Allbrighton, who spoke twice,
said he founded Hezekiah as a “non-profit Christian prayer organization” to
help people who need medical marijuana.
He
detailed his experience of working with the staff at Buellton City Hall when he
was trying to get a building permit to upgrade the facilities at Hezekiah.
“They
basically told me to take a walk,” he said, “when all I was trying to do was
provide for the safety of my clients.
“My
clients are sick and dying people. We serve them with prayer and medicine and
help them get off the street.
“Many
of them can testify how, by the grace of Jesus Christ, they were saved by
medical marijuana and our help.”
Edward
Connanghton of Santa Ynez said that he supported all
dispensaries for medical marijuana and that it was “absurd that people would
have to drive up to 40 miles to fill a prescription from a physician.”
He
added that the Council would probably approve the proposed fast food outlet in
Buellton and that would be “in spite of the fact that more people die of high
cholesterol than from using marijuana.”
Zulema Allbritton
of Santa Maria said she is a caregiver and worked with sick people who received
their medicine from Hezekiah, where she used to work. “There were a lot of sick
people, people with cancer, others who would come in wheelchairs, some on
oxygen, others handicapped in some way, and they were only there for their
medicine,” she said. “I felt their pain. They told me they were now able to
hold their food down and be normal.
“You
don’t know how many people it has helped to be normal and get back to work.”
After
all the public comment, Mayor pro tempore Dale Molesworth
made a motion to accept the resolution as it was written, banning medical
marijuana dispensaries within the city limits, and, without any further
discussion by council members, the motion was seconded and passed.
In
other matters, the council accepted a resolution authorizing the city manager,
Steve Thompson, to submit an application to Caltrans to fund a bikeway and
trails master plan.
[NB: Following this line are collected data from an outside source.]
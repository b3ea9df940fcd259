// SPDX-License-Identifier: MPL-2.0
//! Colorization model variants and inference devices.

use super::enhance::ParseOptionError;
use serde::{Deserialize, Serialize};
use std::fmt;
use std::str::FromStr;

/// Pretrained colorization network architecture.
#[derive(Debug, Clone, Copy, PartialEq, Eq, Hash, Default, Serialize, Deserialize)]
#[serde(rename_all = "lowercase")]
pub enum ColorizerModel {
    /// Zhang et al., "Colorful Image Colorization" (ECCV 2016).
    Eccv16,
    /// Zhang et al., "Real-Time User-Guided Image Colorization" (SIGGRAPH 2017).
    #[default]
    Siggraph17,
}

impl ColorizerModel {
    /// Both supported architectures.
    pub const ALL: [ColorizerModel; 2] = [Self::Eccv16, Self::Siggraph17];

    /// Lowercase identifier, also used as the model file stem.
    #[must_use]
    pub const fn id(self) -> &'static str {
        match self {
            Self::Eccv16 => "eccv16",
            Self::Siggraph17 => "siggraph17",
        }
    }

    /// Name shown in log output.
    #[must_use]
    pub const fn display_name(self) -> &'static str {
        match self {
            Self::Eccv16 => "ECCV16",
            Self::Siggraph17 => "SIGGRAPH17",
        }
    }

    /// File name of the exported ONNX graph.
    #[must_use]
    pub fn file_name(self) -> String {
        format!("{}.onnx", self.id())
    }
}

impl fmt::Display for ColorizerModel {
    fn fmt(&self, f: &mut fmt::Formatter<'_>) -> fmt::Result {
        f.write_str(self.display_name())
    }
}

impl FromStr for ColorizerModel {
    type Err = ParseOptionError;

    fn from_str(s: &str) -> Result<Self, Self::Err> {
        match s.trim().to_ascii_lowercase().as_str() {
            "eccv16" => Ok(Self::Eccv16),
            "siggraph17" => Ok(Self::Siggraph17),
            _ => Err(ParseOptionError::new("model", s, "eccv16, siggraph17")),
        }
    }
}

/// Execution device for ONNX inference.
#[derive(Debug, Clone, Copy, PartialEq, Eq, Hash, Default, Serialize, Deserialize)]
#[serde(rename_all = "lowercase")]
pub enum Device {
    #[default]
    Cpu,
    Cuda,
}

impl fmt::Display for Device {
    fn fmt(&self, f: &mut fmt::Formatter<'_>) -> fmt::Result {
        match self {
            Self::Cpu => f.write_str("cpu"),
            Self::Cuda => f.write_str("cuda"),
        }
    }
}

impl FromStr for Device {
    type Err = ParseOptionError;

    fn from_str(s: &str) -> Result<Self, Self::Err> {
        match s.trim().to_ascii_lowercase().as_str() {
            "cpu" => Ok(Self::Cpu),
            "cuda" => Ok(Self::Cuda),
            _ => Err(ParseOptionError::new("device", s, "cpu, cuda")),
        }
    }
}
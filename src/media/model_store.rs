// SPDX-License-Identifier: MPL-2.0
//! Download and integrity checks for colorization model files.
//!
//! Models are fetched from a configured URL into a `.part` file, which is
//! renamed into place once the transfer completes and passes the size check.
//! A BLAKE3 checksum, when configured, is verified afterwards.

use crate::config::defaults::MIN_MODEL_SIZE_BYTES;
use crate::media::colorize::{ColorizeError, ColorizeResult};
use std::io::Write;
use std::path::{Path, PathBuf};

fn partial_path(dest: &Path) -> PathBuf {
    let mut name = dest.file_name().map(|n| n.to_os_string()).unwrap_or_default();
    name.push(".part");
    dest.with_file_name(name)
}

/// Downloads a model from `url` to `dest`.
///
/// Returns the number of bytes downloaded.
///
/// # Errors
///
/// Returns an error if the request fails, the response is suspiciously
/// small, or the file cannot be written.
pub async fn download_model(
    url: &str,
    dest: &Path,
    mut progress_callback: impl FnMut(f32) + Send,
) -> ColorizeResult<u64> {
    use futures_util::StreamExt;

    let client = reqwest::Client::builder()
        .redirect(reqwest::redirect::Policy::limited(10))
        .user_agent(concat!("image_hd/", env!("CARGO_PKG_VERSION")))
        .build()
        .map_err(|e| ColorizeError::DownloadFailed(e.to_string()))?;

    let response = client
        .get(url)
        .send()
        .await
        .map_err(|e| ColorizeError::DownloadFailed(e.to_string()))?;

    if !response.status().is_success() {
        return Err(ColorizeError::DownloadFailed(format!(
            "HTTP status: {}",
            response.status()
        )));
    }

    let total_size = response.content_length().unwrap_or(0);
    if total_size > 0 && total_size < MIN_MODEL_SIZE_BYTES {
        return Err(ColorizeError::DownloadFailed(format!(
            "Response too small ({total_size} bytes), expected a model file"
        )));
    }

    if let Some(parent) = dest.parent() {
        std::fs::create_dir_all(parent)?;
    }
    let part = partial_path(dest);
    let mut file = std::fs::File::create(&part)?;

    let mut downloaded: u64 = 0;
    let mut stream = response.bytes_stream();

    while let Some(chunk) = stream.next().await {
        let chunk = match chunk {
            Ok(chunk) => chunk,
            Err(e) => {
                let _ = std::fs::remove_file(&part);
                return Err(ColorizeError::DownloadFailed(e.to_string()));
            }
        };
        file.write_all(&chunk)?;
        downloaded += chunk.len() as u64;

        if total_size > 0 {
            #[allow(clippy::cast_precision_loss, clippy::cast_possible_truncation)]
            let progress = (downloaded as f64 / total_size as f64) as f32;
            progress_callback(progress);
        }
    }
    file.flush()?;
    drop(file);

    if downloaded < MIN_MODEL_SIZE_BYTES {
        let _ = std::fs::remove_file(&part);
        return Err(ColorizeError::DownloadFailed(format!(
            "Downloaded file too small ({downloaded} bytes)"
        )));
    }

    std::fs::rename(&part, dest)?;
    Ok(downloaded)
}

/// Computes the BLAKE3 hash (hex) of a file.
///
/// # Errors
///
/// Returns an error if the file is missing or cannot be read.
pub fn compute_model_hash(path: &Path) -> ColorizeResult<String> {
    if !path.exists() {
        return Err(ColorizeError::ModelNotFound(path.to_path_buf()));
    }
    let file = std::fs::File::open(path)?;
    let mut hasher = blake3::Hasher::new();
    hasher.update_reader(file)?;
    Ok(hasher.finalize().to_hex().to_string())
}

/// Verifies a file against an expected BLAKE3 hash (hex, case-insensitive).
///
/// # Errors
///
/// Returns [`ColorizeError::ChecksumMismatch`] if the hashes differ.
pub fn verify_checksum(path: &Path, expected_hash: &str) -> ColorizeResult<()> {
    let actual = compute_model_hash(path)?;
    if !actual.eq_ignore_ascii_case(expected_hash.trim()) {
        return Err(ColorizeError::ChecksumMismatch {
            expected: expected_hash.to_string(),
            actual,
        });
    }
    Ok(())
}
Judi Staufrer of Buellton,
representing Buellton Is Our Town, said she “strongly supports” the resolution
and is looking forward to seeing bike trails created in Buellton in the near
future.
The
council also voted 5-0 to not waive a portion of the fees charged to Robert
Perry for his appeal to the council against a permit issued to All American
Trailers-North, which now operates at 653 Avenue of Flags. The total fee for
the appeal was $991.40. Perry initially paid a $660 deposit and was not allowed
a request for the remainder to be waived until the final $331.40 had been paid.
The
final amount was paid under protest on Jan. 15 and the waiver request was
placed before the council as an agenda item. Staff recommended that the fee was
reasonable considering the amount of work required to research the appeal and
that it not be waived.
An
annual report from the Buellton Recreation Department was postponed and will be
presented at a future council meeting.
The
next city council meeting will be Feb. 14 at 6 p.m. at the Buellton City
Council Chambers, 140 W. Highway 246, Buellton.